Almost all the best agricultural land is already cultivated and so less suitable land is being brought into cultivation, leading to more soil erosion and loss of biodiversity. Fertile soil is the basis for agricultural production. In the last 50 years 25% of all fertile soils have been lost and/or degraded, and intensive efforts will be needed to prevent this process speeding up. The poorer countries are worst affected, and major problems are forecast in a number of important food producing areas in third world countries (PinstrupAndersen 1999).

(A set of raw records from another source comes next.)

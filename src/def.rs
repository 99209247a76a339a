//! Schema document and field descriptor types
//!
//! A [`ParamDef`] describes the fixed-size layout of one row type: an ordered
//! list of [`Field`]s plus document-level flags. Field order is
//! layout-significant — the row data codec strides over rows in exactly this
//! order, and adjacent bit-packed fields share storage units.

use std::fmt;
use std::ops::{BitOr, BitOrAssign};

use serde::{Deserialize, Serialize};

use crate::error::DefError;

/// Primitive storage kinds for field values.
///
/// Wire and text forms use the lowercase names (`s8`, `u8`, ... `fixstrW`);
/// see [`DefType::name`] and [`DefType::from_name`].
#[derive(Debug, Clone, Copy, PartialEq, Eq, Hash, Serialize, Deserialize)]
pub enum DefType {
    /// Signed 1-byte integer
    S8,
    /// Unsigned 1-byte integer
    U8,
    /// Signed 2-byte integer
    S16,
    /// Unsigned 2-byte integer
    U16,
    /// Signed 4-byte integer
    S32,
    /// Unsigned 4-byte integer
    U32,
    /// 32-bit float
    F32,
    /// Padding byte or array of padding bytes
    Dummy8,
    /// Fixed-width single-byte-encoded string
    Fixstr,
    /// Fixed-width double-byte-encoded string
    FixstrW,
}

impl DefType {
    /// All storage kinds, in wire enum order.
    pub const ALL: [DefType; 10] = [
        DefType::S8,
        DefType::U8,
        DefType::S16,
        DefType::U16,
        DefType::S32,
        DefType::U32,
        DefType::F32,
        DefType::Dummy8,
        DefType::Fixstr,
        DefType::FixstrW,
    ];

    /// Name used in the binary and text forms.
    pub fn name(self) -> &'static str {
        match self {
            DefType::S8 => "s8",
            DefType::U8 => "u8",
            DefType::S16 => "s16",
            DefType::U16 => "u16",
            DefType::S32 => "s32",
            DefType::U32 => "u32",
            DefType::F32 => "f32",
            DefType::Dummy8 => "dummy8",
            DefType::Fixstr => "fixstr",
            DefType::FixstrW => "fixstrW",
        }
    }

    /// Look up a storage kind by its wire/text name.
    pub fn from_name(name: &str) -> Option<DefType> {
        DefType::ALL.into_iter().find(|ty| ty.name() == name)
    }

    /// Size in bytes of a single value of this kind.
    pub fn value_size(self) -> usize {
        match self {
            DefType::S8 | DefType::U8 | DefType::Dummy8 | DefType::Fixstr => 1,
            DefType::S16 | DefType::U16 | DefType::FixstrW => 2,
            DefType::S32 | DefType::U32 | DefType::F32 => 4,
        }
    }

    /// Whether fields of this kind may have an array length greater than 1.
    pub fn is_array_type(self) -> bool {
        matches!(self, DefType::Dummy8 | DefType::Fixstr | DefType::FixstrW)
    }

    /// Whether fields of this kind may be bit-packed.
    pub fn is_bit_type(self) -> bool {
        matches!(
            self,
            DefType::U8 | DefType::U16 | DefType::U32 | DefType::Dummy8
        )
    }

    /// Storage kind used for bit-packing purposes; `dummy8` packs as `u8`.
    pub fn bit_storage(self) -> DefType {
        if self == DefType::Dummy8 {
            DefType::U8
        } else {
            self
        }
    }

    /// Maximum packed bits in one storage unit of this kind.
    ///
    /// Only meaningful for bit-capable kinds; call on [`DefType::bit_storage`].
    pub fn bit_limit(self) -> u32 {
        (self.bit_storage().value_size() * 8) as u32
    }

    /// Default printf-style display format for this kind.
    pub fn default_format(self) -> &'static str {
        match self {
            DefType::F32 => "%f",
            _ => "%d",
        }
    }

    /// Default minimum edit bound for this kind.
    pub fn default_minimum(self) -> f32 {
        match self {
            DefType::S8 => i8::MIN as f32,
            DefType::U8 => 0.0,
            DefType::S16 => i16::MIN as f32,
            DefType::U16 => 0.0,
            DefType::S32 => i32::MIN as f32,
            DefType::U32 => 0.0,
            DefType::F32 => f32::MIN,
            DefType::Dummy8 => 0.0,
            DefType::Fixstr | DefType::FixstrW => -1.0,
        }
    }

    /// Default maximum edit bound for this kind.
    pub fn default_maximum(self) -> f32 {
        match self {
            DefType::S8 => i8::MAX as f32,
            DefType::U8 => u8::MAX as f32,
            DefType::S16 => i16::MAX as f32,
            DefType::U16 => u16::MAX as f32,
            DefType::S32 => i32::MAX as f32,
            DefType::U32 => u32::MAX as f32,
            DefType::F32 => f32::MAX,
            DefType::Dummy8 => 0.0,
            DefType::Fixstr | DefType::FixstrW => 1e9,
        }
    }

    /// Default edit step for this kind.
    pub fn default_increment(self) -> f32 {
        match self {
            DefType::F32 => 0.01,
            _ => 1.0,
        }
    }

    /// Default editor flags for this kind.
    pub fn default_edit_flags(self) -> EditFlags {
        match self {
            DefType::Dummy8 => EditFlags::NONE,
            DefType::Fixstr | DefType::FixstrW => EditFlags::LOCK,
            _ => EditFlags::WRAP,
        }
    }
}

impl fmt::Display for DefType {
    fn fmt(&self, f: &mut fmt::Formatter<'_>) -> fmt::Result {
        f.write_str(self.name())
    }
}

/// Flags that control editor behavior for a field.
///
/// Stored as a bitmask; unknown bits are preserved so documents written by
/// newer tools round-trip unchanged.
#[derive(Debug, Clone, Copy, PartialEq, Eq, Default, Serialize, Deserialize)]
pub struct EditFlags(u32);

impl EditFlags {
    /// Value is editable and does not wrap.
    pub const NONE: EditFlags = EditFlags(0);
    /// Value wraps around when scrolled past the minimum or maximum.
    pub const WRAP: EditFlags = EditFlags(1);
    /// Value may not be edited.
    pub const LOCK: EditFlags = EditFlags(4);

    /// Raw bitmask.
    pub fn bits(self) -> u32 {
        self.0
    }

    /// Build from a raw bitmask, keeping unknown bits.
    pub fn from_bits(bits: u32) -> EditFlags {
        EditFlags(bits)
    }

    /// Whether all bits of `other` are set.
    pub fn contains(self, other: EditFlags) -> bool {
        self.0 & other.0 == other.0
    }

    /// Bits covered by the named constants.
    const NAMED: u32 = EditFlags::WRAP.0 | EditFlags::LOCK.0;

    /// Parse the text form: flag names separated by commas, e.g. `Wrap, Lock`.
    /// A decimal number carries a raw mask, so unknown bits survive.
    pub fn from_text(text: &str) -> Option<EditFlags> {
        let mut flags = EditFlags::NONE;
        for part in text.split(',') {
            let part = part.trim();
            match part {
                "None" => {}
                "Wrap" => flags |= EditFlags::WRAP,
                "Lock" => flags |= EditFlags::LOCK,
                _ => flags |= EditFlags(part.parse().ok()?),
            }
        }
        Some(flags)
    }
}

impl BitOr for EditFlags {
    type Output = EditFlags;

    fn bitor(self, rhs: EditFlags) -> EditFlags {
        EditFlags(self.0 | rhs.0)
    }
}

impl BitOrAssign for EditFlags {
    fn bitor_assign(&mut self, rhs: EditFlags) {
        self.0 |= rhs.0;
    }
}

impl fmt::Display for EditFlags {
    fn fmt(&self, f: &mut fmt::Formatter<'_>) -> fmt::Result {
        if self.0 == 0 {
            return f.write_str("None");
        }
        // A mask with bits outside the named set renders numerically; the
        // names alone could not carry it back through the text form.
        if self.0 & !EditFlags::NAMED != 0 {
            return write!(f, "{}", self.0);
        }
        let mut names = Vec::new();
        if self.contains(EditFlags::WRAP) {
            names.push("Wrap");
        }
        if self.contains(EditFlags::LOCK) {
            names.push("Lock");
        }
        f.write_str(&names.join(", "))
    }
}

/// One field present in each row of a param.
#[derive(Debug, Clone, PartialEq, Serialize, Deserialize)]
pub struct Field {
    /// Name to display in the editor.
    pub display_name: String,

    /// Storage kind of the value.
    pub display_type: DefType,

    /// Printf-style format string applied to the value in the editor.
    pub display_format: String,

    /// Default value for new rows.
    pub default: f32,

    /// Minimum valid value.
    pub minimum: f32,

    /// Maximum valid value.
    pub maximum: f32,

    /// Amount of change per step when scrolling in the editor.
    pub increment: f32,

    /// Editor behavior flags.
    pub edit_flags: EditFlags,

    /// Number of elements; greater than 1 only for array-capable kinds
    /// (`dummy8`, `fixstr`, `fixstrW`).
    pub array_length: i32,

    /// Optional free-text description.
    pub description: Option<String>,

    /// Type of the value in the engine; may be an enum name.
    pub internal_type: String,

    /// Name of the value in the engine; not present before format version 102.
    pub internal_name: String,

    /// Bits used by a bitfield, or -1 when the field is not bit-packed.
    /// Only supported for the unsigned family (`dummy8` packs as `u8`).
    pub bit_size: i32,

    /// Display sort key; not present before format version 104.
    /// Never affects row layout.
    pub sort_id: i32,
}

impl Field {
    /// Create a field of the given kind with the kind's computed defaults.
    ///
    /// The display name mirrors the internal name and the internal type
    /// mirrors the kind name until changed.
    pub fn new(display_type: DefType, internal_name: impl Into<String>) -> Field {
        let internal_name = internal_name.into();
        Field {
            display_name: internal_name.clone(),
            display_type,
            display_format: display_type.default_format().to_string(),
            default: 0.0,
            minimum: display_type.default_minimum(),
            maximum: display_type.default_maximum(),
            increment: display_type.default_increment(),
            edit_flags: display_type.default_edit_flags(),
            array_length: 1,
            description: None,
            internal_type: display_type.name().to_string(),
            internal_name,
            bit_size: -1,
            sort_id: 0,
        }
    }
}

impl fmt::Display for Field {
    /// Renders the composite definition form: `u8 invisible:1`,
    /// `dummy8 pad[8]`, or `f32 weight`.
    fn fmt(&self, f: &mut fmt::Formatter<'_>) -> fmt::Result {
        if self.display_type.is_bit_type() && self.bit_size != -1 {
            write!(f, "{} {}:{}", self.display_type, self.internal_name, self.bit_size)
        } else if self.display_type.is_array_type() {
            write!(f, "{} {}[{}]", self.display_type, self.internal_name, self.array_length)
        } else {
            write!(f, "{} {}", self.display_type, self.internal_name)
        }
    }
}

/// A complete schema document: ordered fields plus document-level flags.
#[derive(Debug, Clone, PartialEq, Serialize, Deserialize)]
pub struct ParamDef {
    /// Revision of the row data structure.
    pub data_version: i16,

    /// Identifier linking this schema to its data files.
    pub param_type: String,

    /// Byte order of the binary form.
    pub big_endian: bool,

    /// String encoding of the binary form: double-byte when true,
    /// single-byte otherwise.
    pub unicode: bool,

    /// Binary layout version; one of [`crate::FORMAT_VERSIONS`].
    pub format_version: i16,

    /// Fields in each row, in layout order.
    pub fields: Vec<Field>,
}

impl ParamDef {
    /// Create an empty little-endian document at the default format
    /// version (104).
    pub fn new(param_type: impl Into<String>) -> ParamDef {
        ParamDef {
            data_version: 0,
            param_type: param_type.into(),
            big_endian: false,
            unicode: false,
            format_version: 104,
            fields: Vec::new(),
        }
    }

    /// Fixed byte size of one data row described by this schema.
    ///
    /// See [`crate::compute_row_size`] for the bit-run rules.
    pub fn row_size(&self) -> usize {
        crate::row_size::compute_row_size(self)
    }

    /// Verify that the document can be encoded safely.
    ///
    /// See [`crate::validate`].
    pub fn validate(&self) -> Result<(), DefError> {
        crate::validate::validate(self)
    }
}
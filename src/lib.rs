//! Paramdef: row schema codec for game param files
//!
//! A param file stores rows of fixed-size binary records; a paramdef is the
//! companion schema ("field list") that describes each field present in
//! those rows: name, primitive storage kind, display metadata, edit bounds,
//! optional bit-packing, optional fixed-length arrays, and an optional
//! free-text description.
//!
//! This crate decodes and encodes that schema in both of its forms:
//!
//! - **Binary** ([`decode_binary`] / [`encode_binary`]) - the compact form
//!   consumed by the runtime, across five historically accumulated layout
//!   versions (101, 102, 103, 104, 201) with different header sizes, field
//!   record sizes, endianness defaults and string encodings.
//! - **Text tree** ([`decode_text`] / [`encode_text`]) - the hierarchical,
//!   human-editable form used by tooling, mirrored losslessly with
//!   write-if-different sparse defaulting.
//!
//! [`compute_row_size`] derives the fixed byte size of one data row from a
//! schema, merging adjacent bit-packed fields into shared storage units,
//! and [`validate`] gates documents before encoding.
//!
//! All operations are synchronous, pure transformations; a decoded
//! [`ParamDef`] owns all of its fields and is safely shared read-only.
//!
//! # Usage
//!
//! ```ignore
//! use paramdef::{DefType, Field, ParamDef, decode_binary, encode_binary};
//!
//! let data = std::fs::read("NpcParam.paramdef")?;
//! let def = decode_binary(&data)?;
//! println!("{}: {} fields, {} bytes per row",
//!     def.param_type, def.fields.len(), def.row_size());
//!
//! let mut def = ParamDef::new("NPC_PARAM_ST");
//! def.fields.push(Field::new(DefType::S32, "hp"));
//! def.validate()?;
//! let bytes = encode_binary(&def)?;
//! ```

mod binary;
mod def;
mod error;
mod row_size;
mod text;
mod validate;

pub use binary::{decode_binary, encode_binary};
pub use def::{DefType, EditFlags, Field, ParamDef};
pub use error::DefError;
pub use row_size::compute_row_size;
pub use text::{Node, TEXT_VERSION_CURRENT, decode_text, encode_text};
pub use validate::validate;

/// Binary format versions the codec supports.
pub const FORMAT_VERSIONS: [i16; 5] = [101, 102, 103, 104, 201];
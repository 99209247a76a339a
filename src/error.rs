//! Schema codec error types

use thiserror::Error;

/// Errors reported by the schema codecs.
///
/// All errors are terminal for the call that produced them; the codec never
/// retries internally and never returns a partially-built document.
#[derive(Debug, Clone, PartialEq, Error)]
pub enum DefError {
    /// Version number or size tag outside the supported set.
    #[error("unsupported format: {0}")]
    UnsupportedFormat(String),

    /// Structural invariant violated: truncated buffer, byte-count/array
    /// mismatch, malformed suffix, unknown type name.
    #[error("corrupt schema: {0}")]
    CorruptSchema(String),

    /// Pre-write validation failed. `field` is the index of the offending
    /// field, or `None` for document-level violations.
    #[error("validation failed{}: {reason}", field_label(.field))]
    ValidationFailed {
        /// Index of the offending field, if any.
        field: Option<usize>,
        /// Human-readable description of the violation.
        reason: String,
    },
}

impl DefError {
    pub(crate) fn unsupported(msg: impl Into<String>) -> Self {
        DefError::UnsupportedFormat(msg.into())
    }

    pub(crate) fn corrupt(msg: impl Into<String>) -> Self {
        DefError::CorruptSchema(msg.into())
    }
}

fn field_label(field: &Option<usize>) -> String {
    match *field {
        Some(i) => format!(" at field {i}"),
        None => String::new(),
    }
}

#[cfg(test)]
mod tests {
    use super::*;

    #[test]
    fn test_error_display() {
        assert_eq!(
            DefError::unsupported("unknown version 105").to_string(),
            "unsupported format: unknown version 105"
        );
        assert_eq!(
            DefError::corrupt("truncated field record").to_string(),
            "corrupt schema: truncated field record"
        );
        assert_eq!(
            DefError::ValidationFailed {
                field: Some(3),
                reason: "internal name may not be empty".to_string(),
            }
            .to_string(),
            "validation failed at field 3: internal name may not be empty"
        );
        assert_eq!(
            DefError::ValidationFailed {
                field: None,
                reason: "param type may not be empty".to_string(),
            }
            .to_string(),
            "validation failed: param type may not be empty"
        );
    }
}
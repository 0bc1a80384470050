//! Execution-context interface to the host where jobs run.

use std::path::Path;

use async_trait::async_trait;

use crate::error::Result;

/// Captured output of one command run through a context.
#[derive(Debug, Clone)]
pub struct CommandOutput {
    /// Process return code.
    pub code: i32,
    /// Captured standard output.
    pub stdout: String,
    /// Captured standard error.
    pub stderr: String,
}

impl CommandOutput {
    /// Whether the command exited zero.
    pub fn success(&self) -> bool {
        self.code == 0
    }
}

/// File and process primitives on the host where jobs run.
///
/// A context is bound to one submission: relative file names resolve under
/// the remote root, and the submission hash names the staged archives. The
/// context is the sole coordination medium between the submitting and the
/// polling side.
#[async_trait]
pub trait Context: Send + Sync {
    /// Directory under which all job artifacts live.
    fn remote_root(&self) -> &Path;

    /// Hash of the submission this context is bound to.
    fn submission_hash(&self) -> &str;

    /// Write `content` to `fname` under the remote root, replacing any
    /// previous content.
    async fn write_file(&self, fname: &str, content: &str) -> Result<()>;

    /// Read the content of `fname` under the remote root.
    async fn read_file(&self, fname: &str) -> Result<String>;

    /// Whether `fname` exists under the remote root.
    async fn check_file_exists(&self, fname: &str) -> bool;

    /// Run a shell command in the remote root, capturing the exit code and
    /// both output streams. A nonzero exit code is data for the caller, not
    /// an `Err`.
    async fn run_command(&self, cmd: &str) -> Result<CommandOutput>;
}
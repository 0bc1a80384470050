//! Error type shared by the dispatcher crates.

use thiserror::Error;

/// Infrastructure and configuration failures raised by dispatcher
/// operations.
///
/// Job-level failure is never an `Err`: it is reported through
/// [`crate::model::JobStatus`] so the caller can inspect or resubmit
/// without unwinding.
#[derive(Error, Debug)]
pub enum Error {
    /// A command run through the execution context exited nonzero.
    #[error("command `{cmd}` failed with return code {code}: {stderr}")]
    CommandFailed {
        /// Command line that was executed.
        cmd: String,
        /// Process return code.
        code: i32,
        /// Captured standard error.
        stderr: String,
    },

    /// The launcher did not print a parsable process id.
    #[error("cannot parse job id from `{0}`")]
    InvalidJobId(String),

    /// A custom header template could not be read or rendered.
    #[error("script header template: {0}")]
    Template(String),

    /// Filesystem or process error talking to the execution context.
    #[error(transparent)]
    Io(#[from] std::io::Error),
}

/// Convenience alias used across the dispatcher crates.
pub type Result<T> = std::result::Result<T, Error>;
//! `{field}` substitution for caller-supplied script header templates.

use std::collections::HashMap;

use serde_json::Value;

use crate::error::{Error, Result};
use crate::model::Resources;

/// Render a header template, substituting each `{field}` placeholder with
/// the matching top-level [`Resources`] field.
///
/// `{{` and `}}` escape literal braces. An unknown or unclosed placeholder
/// is a configuration error; the built-in default header is never silently
/// substituted for a broken template.
pub fn render_header(template: &str, resources: &Resources) -> Result<String> {
    let fields = resource_fields(resources)?;

    let mut out = String::with_capacity(template.len());
    let mut chars = template.chars().peekable();
    while let Some(ch) = chars.next() {
        match ch {
            '{' if chars.peek() == Some(&'{') => {
                chars.next();
                out.push('{');
            }
            '}' if chars.peek() == Some(&'}') => {
                chars.next();
                out.push('}');
            }
            '{' => {
                let mut name = String::new();
                loop {
                    match chars.next() {
                        Some('}') => break,
                        Some(c) => name.push(c),
                        None => {
                            return Err(Error::Template(format!(
                                "unclosed placeholder `{{{name}`"
                            )))
                        }
                    }
                }
                match fields.get(&name) {
                    Some(value) => out.push_str(value),
                    None => {
                        return Err(Error::Template(format!(
                            "unknown placeholder `{name}`"
                        )))
                    }
                }
            }
            _ => out.push(ch),
        }
    }
    Ok(out)
}

/// Top-level resource fields as template-substitutable strings, keyed by
/// their serialized (caller-facing) names.
fn resource_fields(resources: &Resources) -> Result<HashMap<String, String>> {
    let value =
        serde_json::to_value(resources).map_err(|e| Error::Template(e.to_string()))?;
    let Value::Object(map) = value else {
        return Err(Error::Template("resources did not serialize to a map".into()));
    };

    let mut fields = HashMap::with_capacity(map.len());
    for (key, value) in map {
        let text = match value {
            Value::String(s) => s,
            Value::Null => String::new(),
            other => other.to_string(),
        };
        fields.insert(key, text);
    }
    Ok(fields)
}
//! Shared test support: an in-memory execution context and job fixtures.
#![allow(dead_code)]

use std::collections::{HashMap, VecDeque};
use std::path::{Path, PathBuf};
use std::sync::Mutex;

use async_trait::async_trait;

use dispatcher_core::context::{CommandOutput, Context};
use dispatcher_core::error::Result;
use dispatcher_core::model::{EnvValue, Job, Resources, Task};

/// In-memory context recording every call, for driving a backend without a
/// cluster.
pub struct MockContext {
    remote_root: PathBuf,
    submission_hash: String,
    files: Mutex<HashMap<String, String>>,
    command_results: Mutex<VecDeque<CommandOutput>>,
    commands_run: Mutex<Vec<String>>,
}

impl MockContext {
    pub fn new(submission_hash: &str) -> Self {
        Self {
            remote_root: PathBuf::from("/data/jobs"),
            submission_hash: submission_hash.to_string(),
            files: Mutex::new(HashMap::new()),
            command_results: Mutex::new(VecDeque::new()),
            commands_run: Mutex::new(Vec::new()),
        }
    }

    /// Queue the result for the next `run_command` call.
    pub fn push_result(&self, code: i32, stdout: &str, stderr: &str) {
        self.command_results
            .lock()
            .unwrap()
            .push_back(CommandOutput {
                code,
                stdout: stdout.to_string(),
                stderr: stderr.to_string(),
            });
    }

    pub fn put_file(&self, name: &str, content: &str) {
        self.files
            .lock()
            .unwrap()
            .insert(name.to_string(), content.to_string());
    }

    pub fn file(&self, name: &str) -> Option<String> {
        self.files.lock().unwrap().get(name).cloned()
    }

    pub fn commands(&self) -> Vec<String> {
        self.commands_run.lock().unwrap().clone()
    }
}

#[async_trait]
impl Context for MockContext {
    fn remote_root(&self) -> &Path {
        &self.remote_root
    }

    fn submission_hash(&self) -> &str {
        &self.submission_hash
    }

    async fn write_file(&self, fname: &str, content: &str) -> Result<()> {
        self.put_file(fname, content);
        Ok(())
    }

    async fn read_file(&self, fname: &str) -> Result<String> {
        self.file(fname).ok_or_else(|| {
            std::io::Error::new(std::io::ErrorKind::NotFound, fname.to_string()).into()
        })
    }

    async fn check_file_exists(&self, fname: &str) -> bool {
        self.files.lock().unwrap().contains_key(fname)
    }

    async fn run_command(&self, cmd: &str) -> Result<CommandOutput> {
        self.commands_run.lock().unwrap().push(cmd.to_string());
        Ok(self
            .command_results
            .lock()
            .unwrap()
            .pop_front()
            .unwrap_or_else(|| panic!("unexpected remote command: {cmd}")))
    }
}

/// Resources matching the canonical ordering fixture.
pub fn sample_resources() -> Resources {
    let mut envs = indexmap::IndexMap::new();
    envs.insert("X".to_string(), EnvValue::One("1".to_string()));
    envs.insert(
        "Y".to_string(),
        EnvValue::Many(vec!["2".to_string(), "3".to_string()]),
    );

    Resources {
        queue_name: "root.gpu".into(),
        image_name: "ubuntu:22.04".into(),
        launcher_path: "/opt/yarn".into(),
        memory_gb: 8,
        cpu_per_node: 4,
        module_purge: true,
        module_unload_list: vec!["A".into(), "B".into()],
        module_list: vec!["C".into()],
        source_list: vec!["s1".into()],
        envs,
        ..Resources::default()
    }
}

/// Three-task job over `sample_resources`.
pub fn sample_job() -> Job {
    let tasks = vec![
        Task::new("echo a", "d1"),
        Task::new("echo b", "d2"),
        Task::new("echo c", "d3"),
    ];
    Job::new(tasks, sample_resources())
}
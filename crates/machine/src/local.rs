//! Local execution context: the dispatcher runs on the cluster login node
//! and reaches shared storage through the local filesystem.

use std::path::{Path, PathBuf};
use std::process::Stdio;

use async_trait::async_trait;

use dispatcher_core::context::{CommandOutput, Context};
use dispatcher_core::error::Result;
use dispatcher_core::model::Submission;

/// Context over a local directory; commands run through `bash -c` with the
/// remote root as working directory.
#[derive(Debug, Clone)]
pub struct LocalContext {
    remote_root: PathBuf,
    submission_hash: String,
}

impl LocalContext {
    /// Bind a context to `submission`, with all artifacts under
    /// `remote_root`.
    pub fn bind(remote_root: impl Into<PathBuf>, submission: &Submission) -> Self {
        Self {
            remote_root: remote_root.into(),
            submission_hash: submission.submission_hash.clone(),
        }
    }
}

#[async_trait]
impl Context for LocalContext {
    fn remote_root(&self) -> &Path {
        &self.remote_root
    }

    fn submission_hash(&self) -> &str {
        &self.submission_hash
    }

    async fn write_file(&self, fname: &str, content: &str) -> Result<()> {
        tokio::fs::write(self.remote_root.join(fname), content).await?;
        Ok(())
    }

    async fn read_file(&self, fname: &str) -> Result<String> {
        Ok(tokio::fs::read_to_string(self.remote_root.join(fname)).await?)
    }

    async fn check_file_exists(&self, fname: &str) -> bool {
        tokio::fs::try_exists(self.remote_root.join(fname))
            .await
            .unwrap_or(false)
    }

    async fn run_command(&self, cmd: &str) -> Result<CommandOutput> {
        let out = tokio::process::Command::new("bash")
            .arg("-c")
            .arg(cmd)
            .current_dir(&self.remote_root)
            .stdout(Stdio::piped())
            .stderr(Stdio::piped())
            .output()
            .await?;
        Ok(CommandOutput {
            code: out.status.code().unwrap_or(-1),
            stdout: String::from_utf8_lossy(&out.stdout).to_string(),
            stderr: String::from_utf8_lossy(&out.stderr).to_string(),
        })
    }
}
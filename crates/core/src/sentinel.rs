//! Deterministic names for the on-storage artifacts of one job.
//!
//! Every file the generated script and the submitter touch is keyed by the
//! job hash alone, so jobs of one submission never collide and status stays
//! recoverable without a central registry.

/// Flag file the script initializes to `0` and tasks overwrite with `1` on
/// failure.
pub fn fail_flag_name(job_hash: &str) -> String {
    format!("{job_hash}_flag_if_job_task_fail")
}

/// Existence-only marker written to shared storage on full success.
pub fn finish_tag_name(job_hash: &str) -> String {
    format!("{job_hash}_job_tag_finished")
}

/// File persisting the launcher process id.
pub fn job_id_name(job_hash: &str) -> String {
    format!("{job_hash}_job_id")
}

/// Combined stdout/stderr capture of the launcher invocation.
pub fn output_name(job_hash: &str) -> String {
    format!("{job_hash}.out")
}

/// Marker letting a re-submitted job skip an already finished task.
pub fn task_tag_name(task_hash: &str) -> String {
    format!("{task_hash}_task_tag_finished")
}

/// Input archive staged next to the script before execution.
pub fn upload_archive_name(submission_hash: &str) -> String {
    format!("{submission_hash}_upload.tgz")
}

/// Result archive uploaded to shared storage on success.
pub fn download_archive_name(submission_hash: &str, job_hash: &str) -> String {
    format!("{submission_hash}_{job_hash}_download.tar.gz")
}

Soils recover naturally at an extremely slow rate and the costs of restoration are so high they are, in effect, unaffordable for these countries. The growth in biofuels is also increasing the pressure on the reserves of suitable agricultural land. The National Institute for Public Health and the Environment (RIVM) in the Netherlands has calculated that if a large-scale conversion to biofuels – stimulated by greenhouse gas policies and the reduced availability of fossil fuels – implies that 20–25% of all suitable agricultural land will be needed for biofuel crops by 2050 (RIVM 2000a).
It is hardly conceivable that this could happen given the considerable rise in the demand for land for the production of food. The worldwide demand for fossil and mineral resources also continues to grow. Global policies to reduce greenhouse gases may inhibit growth in the use of fossil fuels, but there is little sign of this (RIVM 2000a).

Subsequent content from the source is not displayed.